Dataset excerpts
━━━━━━━━

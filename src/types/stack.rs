//! Raw call-stack snapshots with an explicit skip depth.
//!
//! A [`StackSnapshot`] keeps at most [`DEPTH`] return addresses and performs
//! no symbol lookup until [`StackSnapshot::location`] is called. The first
//! kept frame is always the constructor that took the snapshot; `skip`
//! frames are discarded right above it, so the second kept frame is the site
//! being reported.
use core::ffi::c_void;

use smallvec::SmallVec;

use crate::types::alloc_type::{Cow, ToString};
use crate::types::site::Location;

/// Number of frames kept per snapshot.
pub const DEPTH: usize = 3;

/// Fixed-size capture of the call stack, resolved lazily.
#[derive(Debug, Clone, Default, PartialEq, Eq)]
pub struct StackSnapshot {
    frames: SmallVec<[usize; DEPTH]>,
}

impl StackSnapshot {
    /// Captures the stack of the function calling this one.
    ///
    /// Frames belonging to the unwinder and to `capture` itself are dropped.
    /// If the own frame cannot be recognised the snapshot stays empty and
    /// resolves to an unknown location.
    #[inline(never)]
    pub fn capture(skip: usize) -> Self {
        let anchor = Self::capture as usize;
        let mut frames = SmallVec::new();
        let mut anchored = false;
        let mut pending = skip;

        backtrace::trace(|frame| {
            if !anchored {
                anchored = frame.symbol_address() as usize == anchor;
                return true;
            }
            if !frames.is_empty() && pending > 0 {
                pending -= 1;
                return true;
            }
            frames.push(frame.ip() as usize);
            frames.len() < DEPTH
        });

        Self { frames }
    }

    /// Number of frames kept.
    #[inline]
    pub fn len(&self) -> usize {
        self.frames.len()
    }

    #[inline]
    pub fn is_empty(&self) -> bool {
        self.frames.is_empty()
    }

    /// Resolves the reported site.
    ///
    /// The constructor's own frame is skipped and the next one is symbolised.
    /// With fewer than two frames, or without debug info, the result is
    /// [`Location::default`].
    pub fn location(&self) -> Location {
        let Some(&ip) = self.frames.get(1) else {
            return Location::default();
        };

        let mut resolved = None;
        backtrace::resolve(ip as *mut c_void, |symbol| {
            // inlined callees come first; only the innermost symbol is kept
            if resolved.is_some() {
                return;
            }
            resolved = Some(Location {
                function: symbol
                    .name()
                    .map(|name| Cow::Owned(alloc::format!("{name:#}")))
                    .unwrap_or_default(),
                file: symbol
                    .filename()
                    .map(|path| Cow::Owned(path.display().to_string()))
                    .unwrap_or_default(),
                line: symbol.lineno().unwrap_or(0),
            });
        });

        resolved.unwrap_or_default()
    }
}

━━━━━━━━

*What is needed*.
Each line of the data that holds "Number" should be copied.

*Worked solution*.
/// Number of frames kept per snapshot.
    /// Number of frames kept.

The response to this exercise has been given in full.